Louvai, ó cavalgaduras:
Tudo está normal na Terra Quadrada,
O Sol dá a volta na quebrada de madrugada,
Passa na boca de fumo, sem rumo,
para nascer de novo no mesmo lugar, se a polícia deixar.
Eu deixei o vício e digo amém, Jesus.
Jerusalé, buscapé, vade retro Sacomã,
iansã e os outros diabos retintos
Arribobê, babalaô, sai caveira do metrô,
de novo o reinado ao senhor.
Falalínguas babalasqueria,
oliveiras, azeitundras, carmilombas.
Aqui é ponto de luz, milicão,
aqui é ponto de zambimba bemba bão.
Tá amarrado. Sai, diabo.
Te exconjuro,
Texas Miami, Acapulco é meu paraíso, amém.
Eu sou o homem de bem,
Minha esposa desce ao chão.
Está tudo anormal na Terra Cavalgada,
Presidente se fura de faca para ganhar eleição.

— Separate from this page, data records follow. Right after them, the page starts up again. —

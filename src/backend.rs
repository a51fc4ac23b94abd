//! Request/response backend
//!
//! History fetches and message submits need an answer, so they go through
//! HTTP rather than the fire-and-forget socket.

use std::time::Duration;

use async_trait::async_trait;
use reqwest::{Client, Response};
use serde::de::DeserializeOwned;
use serde::Deserialize;
use tracing::{debug, warn};

use crate::error::TransportError;
use crate::message::{ChatMessage, OutgoingMessage};
use crate::types::{MessageId, RoomId};

/// Request/response side of the server
#[async_trait]
pub trait Backend: Send + Sync + 'static {
    /// Message history of a room, oldest first
    async fn fetch_history(&self, room: &RoomId) -> Result<Vec<ChatMessage>, TransportError>;

    /// Submit a message; returns the server-assigned id
    async fn send_message(&self, message: &OutgoingMessage) -> Result<MessageId, TransportError>;
}

#[derive(Debug, Deserialize)]
struct HistoryResponse {
    #[serde(default)]
    messages: Vec<serde_json::Value>,
}

#[derive(Debug, Deserialize)]
struct SendResponse {
    id: MessageId,
}

#[derive(Debug, Deserialize)]
struct ErrorResponse {
    error: String,
}

/// HTTP backend
#[derive(Debug, Clone)]
pub struct HttpBackend {
    client: Client,
    base_url: String,
}

impl HttpBackend {
    /// Create a backend for the API at `base_url`
    pub fn new(base_url: &str, timeout: Duration) -> Result<Self, TransportError> {
        let client = Client::builder().timeout(timeout).build()?;
        Ok(Self {
            client,
            base_url: base_url.trim_end_matches('/').to_string(),
        })
    }

    fn history_url(&self, room: &RoomId) -> String {
        format!("{}/api/rooms/{}/messages", self.base_url, room)
    }

    fn send_url(&self) -> String {
        format!("{}/api/send_message", self.base_url)
    }
}

#[async_trait]
impl Backend for HttpBackend {
    async fn fetch_history(&self, room: &RoomId) -> Result<Vec<ChatMessage>, TransportError> {
        let url = self.history_url(room);
        debug!("GET {}", url);

        let response = check_status(self.client.get(&url).send().await?).await?;
        let body: HistoryResponse = decode(&response.text().await?)?;
        Ok(parse_history(body.messages))
    }

    async fn send_message(&self, message: &OutgoingMessage) -> Result<MessageId, TransportError> {
        let url = self.send_url();
        debug!("POST {} ({})", url, message.client_ref);

        let response = check_status(self.client.post(&url).json(message).send().await?).await?;
        let body: SendResponse = decode(&response.text().await?)?;
        Ok(body.id)
    }
}

/// Map non-success statuses to `Rejected`, using the `{"error": ...}` body if present
async fn check_status(response: Response) -> Result<Response, TransportError> {
    let status = response.status();
    if status.is_success() {
        return Ok(response);
    }

    let text = response.text().await.unwrap_or_default();
    Err(rejection(status.as_u16(), &text))
}

fn rejection(status: u16, body: &str) -> TransportError {
    let message = match serde_json::from_str::<ErrorResponse>(body) {
        Ok(err) => err.error,
        Err(_) if body.is_empty() => "no details".to_string(),
        Err(_) => body.to_string(),
    };
    TransportError::Rejected { status, message }
}

/// Decode a success body
fn decode<T: DeserializeOwned>(body: &str) -> Result<T, TransportError> {
    Ok(serde_json::from_str(body)?)
}

/// Decode history entries one by one, skipping malformed ones
fn parse_history(entries: Vec<serde_json::Value>) -> Vec<ChatMessage> {
    entries
        .into_iter()
        .filter_map(|entry| match serde_json::from_value::<ChatMessage>(entry) {
            Ok(message) => Some(message),
            Err(e) => {
                warn!("Skipping malformed history entry: {}", e);
                None
            }
        })
        .collect()
}
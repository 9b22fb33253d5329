use chrono::{DateTime, Days, NaiveDate, TimeZone, Utc};
use scout_core::{filter_recent, DateWindowFilter, JobRecord, ScrapeWindow};

fn init_logging() {
    scout_logging::initialize_for_tests();
}

fn now() -> DateTime<Utc> {
    Utc.with_ymd_and_hms(2024, 3, 15, 14, 30, 0).unwrap()
}

fn posted_days_ago(title: &str, days: u64) -> JobRecord {
    let date = now().date_naive().checked_sub_days(Days::new(days)).unwrap();
    JobRecord::new(title, "Acme", date, format!("https://example.com/{title}"))
}

#[test]
fn record_ten_days_old_depends_on_window() {
    init_logging();
    let record = posted_days_ago("ten", 10);

    let wide = filter_recent(vec![record.clone()], ScrapeWindow::days(14), now());
    assert_eq!(wide, vec![record.clone()]);

    let narrow = filter_recent(vec![record], ScrapeWindow::days(5), now());
    assert!(narrow.is_empty());
}

#[test]
fn boundary_day_is_excluded_after_midnight() {
    init_logging();
    let filter = DateWindowFilter::new(ScrapeWindow::days(7), now());
    assert_eq!(
        filter.cutoff(),
        Utc.with_ymd_and_hms(2024, 3, 8, 14, 30, 0).unwrap()
    );
    assert!(filter.retains(&posted_days_ago("inside", 6)));
    assert!(!filter.retains(&posted_days_ago("edge", 7)));
    assert!(!filter.retains(&posted_days_ago("stale", 8)));
}

#[test]
fn thirty_day_window_drops_posting_from_thirty_days_before_noon() {
    init_logging();
    let noon = Utc.with_ymd_and_hms(2024, 3, 15, 12, 0, 0).unwrap();
    let edge = JobRecord::new(
        "edge",
        "Acme",
        NaiveDate::from_ymd_opt(2024, 2, 14).unwrap(),
        "https://example.com/edge",
    );
    assert!(filter_recent(vec![edge], ScrapeWindow::days(30), noon).is_empty());
}

#[test]
fn boundary_day_is_kept_when_run_at_midnight() {
    init_logging();
    let midnight = Utc.with_ymd_and_hms(2024, 3, 15, 0, 0, 0).unwrap();
    let edge = JobRecord::new(
        "edge",
        "Acme",
        NaiveDate::from_ymd_opt(2024, 3, 8).unwrap(),
        "https://example.com/edge",
    );
    let filter = DateWindowFilter::new(ScrapeWindow::days(7), midnight);
    assert!(filter.retains(&edge));
}

#[test]
fn future_dates_are_retained() {
    init_logging();
    let future = JobRecord::new(
        "future",
        "Acme",
        NaiveDate::from_ymd_opt(2030, 1, 1).unwrap(),
        "https://example.com/future",
    );
    let kept = filter_recent(vec![future.clone()], ScrapeWindow::days(0), now());
    assert_eq!(kept, vec![future]);
}

#[test]
fn filter_preserves_input_order_of_survivors() {
    init_logging();
    let records = vec![
        posted_days_ago("a", 1),
        posted_days_ago("old", 40),
        posted_days_ago("b", 3),
        posted_days_ago("older", 90),
        posted_days_ago("c", 0),
    ];
    let kept = filter_recent(records, ScrapeWindow::default(), now());
    let titles: Vec<_> = kept.iter().map(JobRecord::title).collect();
    assert_eq!(titles, vec!["a", "b", "c"]);
}

#[test]
fn empty_input_yields_empty_output() {
    init_logging();
    assert!(filter_recent(Vec::new(), ScrapeWindow::days(3), now()).is_empty());
}

#[test]
fn huge_window_keeps_everything() {
    init_logging();
    let ancient = JobRecord::new(
        "ancient",
        "Acme",
        NaiveDate::from_ymd_opt(1970, 1, 1).unwrap(),
        "https://example.com/ancient",
    );
    let kept = filter_recent(vec![ancient], ScrapeWindow::days(u32::MAX), now());
    assert_eq!(kept.len(), 1);
}

#[test]
fn posted_label_is_iso_date() {
    let record = JobRecord::new(
        "t",
        "c",
        NaiveDate::from_ymd_opt(2024, 1, 5).unwrap(),
        "https://example.com",
    );
    assert_eq!(record.posted_label(), "2024-01-05");
}
//! Scout engine: fetch, parse and aggregate job listings; persist named URL lists.
mod aggregate;
mod decode;
mod engine;
mod export;
mod fetch;
mod pace;
mod parse;
mod persist;
mod store;
mod types;

pub use aggregate::{AggregatorConfig, Clock, JobAggregator};
pub use decode::{decode_html, DecodeError, DecodedHtml};
pub use engine::{EngineError, ScrapeHandle};
pub use export::{records_to_csv, write_csv_export, ExportError, ExportOptions, CSV_HEADER};
pub use fetch::{FetchSettings, Fetcher, ReqwestFetcher, DEFAULT_USER_AGENT};
pub use pace::{FixedDelay, RequestPacer, DEFAULT_REQUEST_DELAY};
pub use parse::{
    parse_records, CssListingParser, ListingParser, ParseError, RawListing, SelectorError,
    SelectorSet,
};
pub use persist::{write_atomic, AtomicFileWriter, PersistError};
pub use store::{NamedListStore, NamedLists, StoreError};
pub use types::{
    ChannelProgressSink, FailureKind, FetchError, FetchMetadata, FetchOutput, ListingFailure,
    NullProgressSink, ProgressSink, RunOutcome, ScrapeEvent, ScrapeReport, SourceFailure,
};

O Sol dá a volta na quebrada de madrugada,
Passa na boca de fumo, sem rumo,
quando acorda não entende nada não, e pergunta:
– ¿Qué pasó?
Louvai, ó carai, o puta buraco onde a gente caiu.
Essa porra circula há milanos,
Cavalgados por milicianos,
Esperamos a chilena hora da revolta.
Quando não terá volta,
E a Terra deixará de ser chata, e vão rodar os pé de breque
Se segura, moleque, nossa chama vai queimar!